Personal information
- Born: 16 December 1999 (age 26) Lucknow, Uttar Pradesh, India
- Batting: Right-handed
- Bowling: Legbreak googly

Domestic team information
- 2017/18–2019/20: Uttar Pradesh
- 2025: Sunrisers Hyderabad

Career statistics
| Competition | First-class | Twenty20 |
| Matches | 5 | 10 |
| Runs scored | 117 | – |
| Batting average | 23.40 | – |
| 100s/50s | 0/1 | – |
| Top score | 76 | – |
| Balls bowled | 858 | 215 |
| Wickets | 17 | 6 |
| Bowling average | 30.76 | 57.16 |
| 5 wickets in innings | 0 | 0 |
| 10 wickets in match | 0 | 0 |
| Best bowling | 3/33 | 3/42 |
| Catches/stumpings | 3/– | 5/– |
- Source: ESPNcricinfo, 11 May 2025

= Zeeshan Ansari =

Indian cricketer (born 1999)

Zeeshan Ansari (born 16 December 1999) is an Indian cricketer who currently plays for Uttar Pradesh in domestic cricket and Sunrisers Hyderabad in the Indian Premier League. He is a leg-break bowler. He made his first-class debut for Uttar Pradesh in the 2017–18 Ranji Trophy on 6 October 2017. Prior to his first class debut, he was part of India's squad for the 2016 Under-19 Cricket World Cup. He made his Twenty20 debut for Uttar Pradesh in the 2018–19 Syed Mushtaq Ali Trophy on 28 February 2019.

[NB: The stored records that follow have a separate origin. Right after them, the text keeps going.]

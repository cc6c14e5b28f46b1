//! # Catalog Seeding
//!
//! Admin-side loader for the read-only collections.
//!
//! ## Seed File
//! - `colleges`: college records as stored, minus ids and timestamps
//! - `papers`: research papers, each naming its college through `college`
//!
//! ## Steps
//! 1. Validate every college up front, a bad record aborts before anything is cleared.
//!
//! 2. Clear colleges and papers. Reviews are cleared too unless asked to keep them,
//!    so a fresh catalog starts with user reviews only.
//!
//! 3. Insert colleges, remembering the generated id under the college's name.
//!
//! 4. Insert papers, resolving `college` to that id. Unknown names are reported and skipped.
//!
//! ## Notes
//! - Admissions and profiles are left alone. Admissions pointing at a cleared
//!   college read back with a `null` college.
//!
//! - `researchCount` is taken from the seed file as is, it is not counted from `papers`.
use std::collections::HashMap;

use anyhow::Context;
use catalog::{College, DocumentId};
use chrono::Utc;
use server::{
    database::{Collection, DocumentStore},
    services::{colleges::insert_college, papers::create_paper},
};

pub mod models;
pub mod utils;

use models::{SeedFile, SeedPaper, SeedReport};
use utils::{college_key, progress_bar};

pub const DEFAULT_SEED_PATH: &str = "data/seed.json";

pub async fn load_catalog(
    store: &dyn DocumentStore,
    seed: SeedFile,
    keep_reviews: bool,
) -> anyhow::Result<SeedReport> {
    let colleges = seed
        .colleges
        .into_iter()
        .enumerate()
        .map(|(index, college)| {
            college
                .into_college(Utc::now())
                .with_context(|| format!("Invalid college at index {index}"))
        })
        .collect::<anyhow::Result<Vec<College>>>()?;

    println!("Loaded Colleges: {}", colleges.len());
    println!("Loaded Papers: {}\n", seed.papers.len());

    store.clear(Collection::Colleges).await?;
    store.clear(Collection::Papers).await?;
    println!("Cleared existing colleges and papers");

    if !keep_reviews {
        store.clear(Collection::Reviews).await?;
        println!("Cleared existing reviews");
    }

    let pb = progress_bar(colleges.len() + seed.papers.len());
    let mut report = SeedReport::default();
    let mut ids: HashMap<String, DocumentId> = HashMap::new();

    for college in colleges {
        pb.set_message(format!("College {}", college.name));

        insert_college(store, &college).await?;
        ids.insert(college_key(&college.name), college.id);

        #[cfg(feature = "verbose")]
        pb.println(format!("New college! {} ({})", college.name, college.id));

        report.colleges += 1;
        pb.inc(1);
    }

    for SeedPaper { college, mut paper } in seed.papers {
        let Some(id) = ids.get(&college_key(&college)) else {
            pb.println(format!("Unknown college {college:?}, skipping paper"));
            report.skipped.push(paper.title.unwrap_or(college));
            pb.inc(1);
            continue;
        };

        paper.college_id = Some(id.to_string());
        let title = paper.title.clone().unwrap_or_default();
        pb.set_message(format!("Paper {title}"));

        create_paper(store, paper)
            .await
            .with_context(|| format!("Failed to insert paper {title:?}"))?;

        report.papers += 1;
        pb.inc(1);
    }

    pb.finish_with_message("Done");

    Ok(report)
}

== Indian Premier League ==
Zeeshan Ansari made his IPL debut with the Sunrisers Hyderabad in 2025 against the Delhi Capitals, picking up 3/42. Ansari caught the attention of IPL franchises after finishing as the leading wicket-taker in the inaugural UP T20 League, claiming 24 wickets in 12 matches at an impressive economy rate of 7.60. In the high-scoring final, he played a crucial role with a spell of 4-0-20-1 for Meerut Mavericks and played a crucial role in making them champions.